* [PROMPT]:
Exactly as written, give back every record below.

Collected data entries
★ ★ ★ ★

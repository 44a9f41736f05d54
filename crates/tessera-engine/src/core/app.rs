use winit::event::WindowEvent;
use winit::window::WindowId;

use super::ctx::FrameCtx;

/// Control directive returned by app callbacks.
#[derive(Debug, Copy, Clone, Eq, PartialEq)]
pub enum AppControl {
    Continue,
    Exit,
}

/// Application contract.
pub trait App {
    /// Called for every window event before the runtime handles it.
    fn on_window_event(&mut self, window_id: WindowId, event: &WindowEvent) -> AppControl {
        let _ = (window_id, event);
        AppControl::Continue
    }

    /// Called once per redraw tick.
    fn on_frame(&mut self, ctx: &mut FrameCtx<'_, '_>) -> AppControl;
}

★ ★ ★ ★

* [SOLUTION FOR THIS PROBLEM]:
repository 44a9f41736f05d54
filename crates/tessera-engine/src/core/app.rs
use winit::event::WindowEvent;
use winit::window::WindowId;

use super::ctx::FrameCtx;

/// Control directive returned by app callbacks.
#[derive(Debug, Copy, Clone, Eq, PartialEq)]
pub enum AppControl {
    Continue,
    Exit,
}

/// Application contract.
pub trait App {
    /// Called for every window event before the runtime handles it.
    fn on_window_event(&mut self, window_id: WindowId, event: &WindowEvent) -> AppControl {
        let _ = (window_id, event);
        AppControl::Continue
    }

    /// Called once per redraw tick.
    fn on_frame(&mut self, ctx: &mut FrameCtx<'_, '_>) -> AppControl;
}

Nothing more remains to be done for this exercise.